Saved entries

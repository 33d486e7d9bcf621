// Copyright 2026 the Holons developers
//
// This file is part of holon-rpc.
//
// See LICENSE for licensing terms. This file may not be copied,
// modified, or distributed except according to those terms.
#![warn(
    missing_docs,
    nonstandard_style,
    rust_2021_compatibility,
    rust_2018_idioms,
    clippy::unnested_or_patterns,
    clippy::redundant_closure_for_method_calls
)]
#![doc(html_no_source)]

//! holon-rpc: the Holon-RPC client for the Organic Programming fabric
//!
//! JSON-RPC 2.0 over a WebSocket carrier, negotiated with the `holon-rpc`
//! subprotocol. The peer is bidirectional — either side may issue requests —
//! and the client keeps itself alive with a heartbeat and transparent
//! exponential-backoff reconnection.

mod client;
mod error;
pub mod jrpc;

pub use client::{RpcClient, RpcClientConfig, HEARTBEAT_METHOD, SUBPROTOCOL};
pub use error::RpcError;
//! The serve-flag surface: where should this holon listen?

use crate::ConfigError;

/// Listen address used when neither `--listen` nor `--port` is given.
pub const DEFAULT_LISTEN_URI: &str = "tcp://:9090";

/// Extract the listen URI from an argument vector.
///
/// `--listen URI` is taken verbatim; `--port N` is rewritten to `tcp://:N`.
/// The first of the two flags wins. With neither present the default
/// `tcp://:9090` is returned. A flag missing its value, or a non-numeric
/// port, is an error rather than a silent fallback.
pub fn listen_uri<I, S>(args: I) -> Result<String, ConfigError>
where
    I: IntoIterator<Item = S>,
    S: AsRef<str>,
{
    let mut iter = args.into_iter();
    while let Some(arg) = iter.next() {
        match arg.as_ref() {
            "--listen" => {
                return match iter.next() {
                    Some(uri) => Ok(uri.as_ref().to_owned()),
                    None => Err(ConfigError::InvalidFlag(
                        "--listen requires a URI".to_owned(),
                    )),
                }
            }
            "--port" => {
                let value = iter.next().ok_or_else(|| {
                    ConfigError::InvalidFlag("--port requires a number".to_owned())
                })?;
                let port: u16 = value.as_ref().parse().map_err(|_| {
                    ConfigError::InvalidFlag(format!(
                        "--port: {:?} is not a port number",
                        value.as_ref()
                    ))
                })?;
                return Ok(format!("tcp://:{port}"));
            }
            _ => {}
        }
    }
    Ok(DEFAULT_LISTEN_URI.to_owned())
}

WHAT NEEDS TO BE DONE: Among the lines above, show every one that contains the string "next".

RESPONSE TO THIS EXERCISE:
    while let Some(arg) = iter.next() {
                return match iter.next() {
                let value = iter.next().ok_or_else(|| {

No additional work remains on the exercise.